▶ _Action item_: Below are the records; pull every line that includes "content".

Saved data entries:
########

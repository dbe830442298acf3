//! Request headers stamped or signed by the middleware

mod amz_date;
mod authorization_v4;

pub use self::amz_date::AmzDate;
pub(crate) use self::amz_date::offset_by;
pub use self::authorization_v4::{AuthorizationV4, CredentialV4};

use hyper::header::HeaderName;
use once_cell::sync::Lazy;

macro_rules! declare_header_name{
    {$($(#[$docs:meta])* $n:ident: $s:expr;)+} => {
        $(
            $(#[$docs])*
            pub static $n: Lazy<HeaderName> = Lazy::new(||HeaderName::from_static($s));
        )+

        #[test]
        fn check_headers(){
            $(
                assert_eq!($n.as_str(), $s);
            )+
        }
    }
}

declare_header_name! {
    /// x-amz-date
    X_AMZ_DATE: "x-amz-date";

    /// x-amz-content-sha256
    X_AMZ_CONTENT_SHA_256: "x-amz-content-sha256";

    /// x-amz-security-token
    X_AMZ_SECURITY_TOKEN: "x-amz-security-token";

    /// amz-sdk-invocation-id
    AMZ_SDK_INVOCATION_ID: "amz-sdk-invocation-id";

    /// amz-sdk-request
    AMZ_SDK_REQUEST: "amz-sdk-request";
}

########

▶ _Solution for this problem_:
    /// x-amz-content-sha256
    X_AMZ_CONTENT_SHA_256: "x-amz-content-sha256";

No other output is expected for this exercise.